Small community legions such as the one in Bow Island have to rely on volunteers to keep its doors open and with very few veterans left, it is a tall task at times to keep it open.
“Well Without the volunteers, we’d close out doors in about two days,” said Gordon McCormick, president of the Bow Island Legion Branch 197.
“The membership is declining to no fault of anybody. It’s just something happening to all service clubs and the legion in particular because the newer veterans don’t really want to belong to us because we’re not really doing that much. We keep trying but younger people don’t want to come to a building and sit down and enjoy a coffee.”

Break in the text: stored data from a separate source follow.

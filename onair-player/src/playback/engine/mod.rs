//! Playback state machine
//!
//! The engine is a single actor task that owns every piece of mutable
//! playback state: the player, the buffer health monitor, the reconnection
//! scheduler, the timers, the session and the wake lock. Everything that can
//! change that state arrives as a message on one of four channels and is
//! handled to completion before the next message:
//!
//! - user commands (`EngineHandle`)
//! - raw player transitions (`PlayerEventSender`)
//! - timer firings (`Timers`)
//! - connectivity probe results
//!
//! Observers never touch the actor. They read the `EngineStatus` watch
//! channel or subscribe to the `StreamEvent` bus.
//!
//! The actor exits when `dispose` is called or when every handle has been
//! dropped. Either way it runs the same cleanup and then drops its senders,
//! which closes the status channel and the event bus exactly once.

mod commands;
mod core;
mod events;
mod recovery;
mod session;

use crate::config::EngineConfig;
use crate::error::{Error, Result};
use crate::platform::{FocusEvent, WakeLock};
use crate::player::PlayerFactory;
use crate::playback::status::EngineStatus;
use crate::probe::ConnectivityProbe;
use crate::remote_config::{self, RemoteConfigSource};
use crate::telemetry::TelemetrySink;
use onair_common::events::{EventBus, StreamEvent};
use serde::Serialize;
use std::sync::{Arc, Weak};
use tokio::sync::{broadcast, mpsc, oneshot, watch};
use tracing::info;
use uuid::Uuid;

use self::core::Collaborators;
pub use self::core::PlaybackEngine;

/// Default capacity of the `StreamEvent` broadcast bus
pub const DEFAULT_EVENT_CAPACITY: usize = 256;

/// Messages from handles to the actor
#[derive(Debug)]
pub enum EngineCommand {
    Play,
    Pause,
    Stop,
    SetVolume(f32),
    ForceRestart,
    PauseForForegroundContent,
    ResumeAfterForegroundContent,
    SetBackgrounded(bool),
    Focus(FocusEvent),
    Diagnostics(oneshot::Sender<EngineDiagnostics>),
    Dispose(oneshot::Sender<()>),
}

/// Internal counters, exposed for the status API and tests
#[derive(Debug, Clone, Serialize)]
pub struct EngineDiagnostics {
    pub stream_url: String,
    pub player_generation: u64,
    pub player_active: bool,
    pub attempt_count: u32,
    pub consecutive_error_count: u32,
    pub total_attempts: u32,
    pub backoff_pinned: bool,
    pub buffer_health: u8,
    pub stability_score: f64,
    pub user_stopped: bool,
    pub paused_for_foreground_content: bool,
    pub backgrounded: bool,
    pub exhausted: bool,
    pub restart_in_flight: bool,
    pub probe_in_flight: bool,
    pub session_id: Option<Uuid>,
    pub session_reconnections: u32,
    pub pending_timers: Vec<String>,
}

/// Cloneable handle to a running engine
///
/// Command methods return `Error::EngineClosed` once the engine is gone;
/// `dispose` is the exception and always succeeds.
#[derive(Clone)]
pub struct EngineHandle {
    commands: mpsc::UnboundedSender<EngineCommand>,
    status: watch::Receiver<EngineStatus>,
    events: Weak<EventBus>,
    stream_url: Arc<str>,
}

impl EngineHandle {
    fn send(&self, command: EngineCommand) -> Result<()> {
        self.commands.send(command).map_err(|_| Error::EngineClosed)
    }

    pub fn play(&self) -> Result<()> {
        self.send(EngineCommand::Play)
    }

    pub fn pause(&self) -> Result<()> {
        self.send(EngineCommand::Pause)
    }

    pub fn stop(&self) -> Result<()> {
        self.send(EngineCommand::Stop)
    }

    /// Volume in `[0.0, 1.0]`; out-of-range values are clamped
    pub fn set_volume(&self, volume: f32) -> Result<()> {
        self.send(EngineCommand::SetVolume(volume))
    }

    /// Tear down and rebuild the player now
    pub fn force_restart(&self) -> Result<()> {
        self.send(EngineCommand::ForceRestart)
    }

    /// Host app is about to play its own content (ad, video)
    pub fn pause_for_foreground_content(&self) -> Result<()> {
        self.send(EngineCommand::PauseForForegroundContent)
    }

    pub fn resume_after_foreground_content(&self) -> Result<()> {
        self.send(EngineCommand::ResumeAfterForegroundContent)
    }

    pub fn set_backgrounded(&self, backgrounded: bool) -> Result<()> {
        self.send(EngineCommand::SetBackgrounded(backgrounded))
    }

    pub fn focus(&self, event: FocusEvent) -> Result<()> {
        self.send(EngineCommand::Focus(event))
    }

    /// Latest published status
    pub fn status(&self) -> EngineStatus {
        self.status.borrow().clone()
    }

    /// Status watch channel; closes when the engine exits
    pub fn watch_status(&self) -> watch::Receiver<EngineStatus> {
        self.status.clone()
    }

    pub fn subscribe_events(&self) -> Result<broadcast::Receiver<StreamEvent>> {
        self.events
            .upgrade()
            .map(|bus| bus.subscribe())
            .ok_or(Error::EngineClosed)
    }

    pub async fn diagnostics(&self) -> Result<EngineDiagnostics> {
        let (tx, rx) = oneshot::channel();
        self.send(EngineCommand::Diagnostics(tx))?;
        rx.await.map_err(|_| Error::EngineClosed)
    }

    /// Stop the engine and release everything it holds. Idempotent.
    pub async fn dispose(&self) -> Result<()> {
        let (tx, rx) = oneshot::channel();
        if self.commands.send(EngineCommand::Dispose(tx)).is_err() {
            return Ok(());
        }
        // A dropped ack means another dispose won the race
        let _ = rx.await;
        Ok(())
    }

    pub fn is_closed(&self) -> bool {
        self.commands.is_closed()
    }

    /// Stream URL resolved at startup
    pub fn stream_url(&self) -> &str {
        &self.stream_url
    }
}

/// Engine factory; see `PlaybackEngine::builder`
pub struct EngineBuilder {
    config: EngineConfig,
    stream_url: String,
    initial_volume: f32,
    event_capacity: usize,
    player_factory: Option<Arc<dyn PlayerFactory>>,
    probe: Option<Arc<dyn ConnectivityProbe>>,
    remote_config: Option<Arc<dyn RemoteConfigSource>>,
    wake_lock: Option<Arc<dyn WakeLock>>,
    telemetry: Option<Arc<dyn TelemetrySink>>,
}

impl PlaybackEngine {
    /// Start building an engine for `stream_url` (used unless remote config
    /// overrides it)
    pub fn builder(config: EngineConfig, stream_url: impl Into<String>) -> EngineBuilder {
        EngineBuilder {
            config,
            stream_url: stream_url.into(),
            initial_volume: 1.0,
            event_capacity: DEFAULT_EVENT_CAPACITY,
            player_factory: None,
            probe: None,
            remote_config: None,
            wake_lock: None,
            telemetry: None,
        }
    }
}

impl EngineBuilder {
    pub fn player_factory(mut self, factory: Arc<dyn PlayerFactory>) -> Self {
        self.player_factory = Some(factory);
        self
    }

    pub fn probe(mut self, probe: Arc<dyn ConnectivityProbe>) -> Self {
        self.probe = Some(probe);
        self
    }

    pub fn remote_config(mut self, source: Arc<dyn RemoteConfigSource>) -> Self {
        self.remote_config = Some(source);
        self
    }

    /// Platform wake lock; leave unset when the platform has none
    pub fn wake_lock(mut self, lock: Arc<dyn WakeLock>) -> Self {
        self.wake_lock = Some(lock);
        self
    }

    pub fn telemetry_sink(mut self, sink: Arc<dyn TelemetrySink>) -> Self {
        self.telemetry = Some(sink);
        self
    }

    pub fn initial_volume(mut self, volume: f32) -> Self {
        self.initial_volume = volume.clamp(0.0, 1.0);
        self
    }

    pub fn event_capacity(mut self, capacity: usize) -> Self {
        self.event_capacity = capacity.max(1);
        self
    }

    /// Validate, resolve the stream URL and start the actor
    pub async fn spawn(self) -> Result<EngineHandle> {
        self.config.validate()?;
        let factory = self
            .player_factory
            .ok_or_else(|| Error::Config("no player factory configured".to_string()))?;

        let stream_url = remote_config::resolve_stream_url(
            self.remote_config.as_deref(),
            &self.stream_url,
            self.config.timeouts.remote_config(),
        )
        .await;

        let (cmd_tx, cmd_rx) = mpsc::unbounded_channel();
        let collaborators = Collaborators {
            factory,
            probe: self.probe,
            wake_lock: self.wake_lock,
            telemetry: self.telemetry,
        };
        let (engine, inputs, status_rx, events) = PlaybackEngine::new(
            self.config,
            stream_url.clone(),
            collaborators,
            self.initial_volume,
            self.event_capacity,
            cmd_rx,
        );

        info!("Starting playback engine for {}", stream_url);
        tokio::spawn(engine.run(inputs));

        Ok(EngineHandle {
            commands: cmd_tx,
            status: status_rx,
            events,
            stream_url: stream_url.into(),
        })
    }
}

The members have tried for years and years to toss around ideas as to how they can keep people interested in the legion, but it comes down having the community volunteers for the veterans, however, for many it is difficult for them to realize what the legion is all about.
“A lot of young people don’t know what a veteran is,” said McCormick.
“That’s like around here, we have very few left between Foremost and Bow Island. There’s only a handful left and a legion is for the veterans. It’s there to support them.”
The legion honours the few veterans left but the only time they are out is Remembrance Day due to their older age.
McCormick said the difference between a small town and big city legion is family because the urban centres have more to draw on, while having more money to get people to participate in events like meat draws and hosting a canteen.
Branch 197 is a rental unit where the profits coming in from community functions as well as hosting three to four functions a year that belong to the legion.
David Hyland has been a legion life member for 40 years because his father, mother, brother and grandfather were all veterans and wanted to keep the family tradition afloat.
“We got to keep the tradition going of remembering our veterans,” said Hyland.
“We’re getting fewer of them every year but we have the new military service so we got to be ready to help them in the time of need.”
He said the legion’s executive hasn’t changed in 10 years and would welcome more members if they have a few hours a month to spare to attend meetings.
There is a possibility the legion will down size in a few years and sell the building to create a more comfortable atmosphere.